Ogaden’s residents have greeted aid workers enthusiastically, eager to share their stories with humanitarians. “They have begged us to stay,” an aid worker tells the paper.

Conflicting reports from locals, and a ban on journalists entering the area, mean that allegations are hard to verify. The government denies its troops have committed any atrocities.

“I can assure you that the government is not in the business of killing people and putting them in mass graves,” government spokesman Bereket Simon told the Monitor.

The need for aid workers in Ogaden is great. Food and water are in short supply and medical supplies in the Somali area ran out long ago. The U.N. Office of the High Commissioner for Human Rights still has no access to investigate allegations, and the World Food Programme’s food aid distributions have been hampered by conflict in the area.
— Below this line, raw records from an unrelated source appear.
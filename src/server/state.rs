//! Application state and configuration.

use std::sync::Arc;

use anyhow::Result;

use super::auth::RateLimiter;
use crate::adapters::OpenAiGenerator;
use crate::config::ResolvedConfig;
use crate::core::{DraftGenerator, DraftPipeline, DraftQueue, EventRepository, InMemoryEventStore, ProcessedRegistry};
use crate::ingest::{EventWatcher, HttpFetcher};

/// Settings the HTTP layer needs at request time.
#[derive(Debug, Clone, Default)]
pub struct ServerConfig {
    /// Refuse unauthenticated manual watch triggers
    pub production: bool,

    /// Secret for `x-ops-key` (ops endpoints answer 503 without it)
    pub ops_secret: Option<String>,

    /// Bearer secret for the scheduled watch trigger
    pub cron_secret: Option<String>,
}

impl From<&ResolvedConfig> for ServerConfig {
    fn from(config: &ResolvedConfig) -> Self {
        Self {
            production: config.production,
            ops_secret: config.ops_secret.clone(),
            cron_secret: config.cron_secret.clone(),
        }
    }
}

/// Shared application state.
#[derive(Clone)]
pub struct AppState {
    pub config: Arc<ServerConfig>,
    pub watcher: Arc<EventWatcher>,
    pub drafts: Arc<DraftPipeline>,
    pub limiter: Arc<RateLimiter>,
}

impl AppState {
    pub fn new(config: ServerConfig, watcher: EventWatcher, drafts: DraftPipeline) -> Self {
        Self {
            config: Arc::new(config),
            watcher: Arc::new(watcher),
            drafts: Arc::new(drafts),
            limiter: Arc::new(RateLimiter::default()),
        }
    }

    /// Wire the production components from resolved configuration.
    pub fn from_config(config: &ResolvedConfig) -> Result<Self> {
        let store: Arc<dyn EventRepository> =
            Arc::new(InMemoryEventStore::new(config.limits.store_capacity));

        let watcher = EventWatcher::new(config.sources.clone(), Arc::new(HttpFetcher::new()?), store)
            .with_limits(config.limits.items_per_feed, config.limits.summary_chars);

        let generator = DraftGenerator::with_generator(Arc::new(OpenAiGenerator::new(
            config.generation.clone(),
        )));
        let drafts = DraftPipeline::new(
            generator,
            ProcessedRegistry::new(config.limits.registry_capacity),
            DraftQueue::default(),
        );

        tracing::info!(
            sources = config.sources.len(),
            store_capacity = config.limits.store_capacity,
            generation = config.generation.api_key.is_some(),
            production = config.production,
            "application state ready"
        );

        Ok(Self::new(ServerConfig::from(config), watcher, drafts))
    }

    pub fn store(&self) -> &Arc<dyn EventRepository> {
        self.watcher.store()
    }
}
“You always come down on the same side,” the director of one organisation operating in the region said to the Monitor. “It’s better to keep yourself operational and to do something.”

Some frustrated aid workers are beginning to speak out discreetly, but it’s dangerous. International staff run the risk of being expelled or seeing their operations closed down, but the stakes are even higher for local staff. Many said they didn’t want to say anything to the Monitor for fear they might be imprisoned or killed.

One local aid worker who talked to the paper said: “It’s a relief to speak with you. You hear these things and they weigh on your heart.”

But for now, most aid workers are just getting on with the job of delivering humanitarian relief.

When does the moral duty to bear witness outweigh the need to try to save lives? Or where is it more important to stick by people who are suffering, even if it means not speaking out about what’s going on?

Does it depend how many aid agencies are on the scene? Is it possible to tell the truth and keep running a relief programme?